Demographic analysis

The neutrality tests were performed with CO1 and 16S rRNA haplotypes of N. douglasiae and N. breviconcha (Table 2). All the three clades of N. douglasiae in the CO1 data showed significant negative values in Fu’s Fs, respectively, but not in Tajima’s D. When measured on the species itself, the same pattern was appeared. In N. breviconcha, both Tajima’s D and Fu’s Fs values were significantly negative.

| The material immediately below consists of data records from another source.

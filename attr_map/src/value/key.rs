//! Keys accepted by the backing mapping.

use std::fmt;

use serde::{Deserialize, Serialize};

/// A hashable mapping key.
///
/// Only [`Key::Str`] keys can ever be exposed as attributes; integer and
/// boolean keys stay reachable through item access, [`crate::AttrMapping::call`]
/// and [`crate::AttrMapping::get`].
#[derive(Debug, Clone, PartialEq, Eq, Hash, PartialOrd, Ord, Serialize, Deserialize)]
#[serde(untagged)]
pub enum Key {
    /// A textual key.
    Str(String),
    /// An integer key.
    Int(i64),
    /// A boolean key.
    Bool(bool),
}

impl Key {
    /// Borrow the key as a string slice when it is textual.
    #[must_use]
    pub fn as_str(&self) -> Option<&str> {
        match self {
            Self::Str(text) => Some(text),
            Self::Int(_) | Self::Bool(_) => None,
        }
    }

    /// Render the key without quoting, for use in error messages.
    #[must_use]
    pub fn label(&self) -> String {
        match self {
            Self::Str(text) => text.clone(),
            Self::Int(number) => number.to_string(),
            Self::Bool(flag) => flag.to_string(),
        }
    }
}

impl fmt::Display for Key {
    fn fmt(&self, f: &mut fmt::Formatter<'_>) -> fmt::Result {
        match self {
            Self::Str(text) => write!(f, "{text:?}"),
            Self::Int(number) => write!(f, "{number}"),
            Self::Bool(flag) => write!(f, "{flag}"),
        }
    }
}

impl From<&str> for Key {
    fn from(value: &str) -> Self {
        Self::Str(value.to_owned())
    }
}

impl From<String> for Key {
    fn from(value: String) -> Self {
        Self::Str(value)
    }
}

impl From<&String> for Key {
    fn from(value: &String) -> Self {
        Self::Str(value.clone())
    }
}

impl From<&Key> for Key {
    fn from(value: &Key) -> Self {
        value.clone()
    }
}

impl From<i64> for Key {
    fn from(value: i64) -> Self {
        Self::Int(value)
    }
}

impl From<i32> for Key {
    fn from(value: i32) -> Self {
        Self::Int(i64::from(value))
    }
}

impl From<bool> for Key {
    fn from(value: bool) -> Self {
        Self::Bool(value)
    }
}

On the other hand, based on the 16S rRNA data, both N. douglasiae and N. breviconcha showed significant negative values only in Fu’s Fs, respectively, but not in Tajima’s Ds. When a mismatch distribution analyses (MDA) based on only CO1 were performed for each species, both N. douglasiae and N. breviconcha (Fig. 4a) showed multimodal curves. When analyzed for each clade of N. douglasiae (Fig. 4a) a unimodal curve was observed.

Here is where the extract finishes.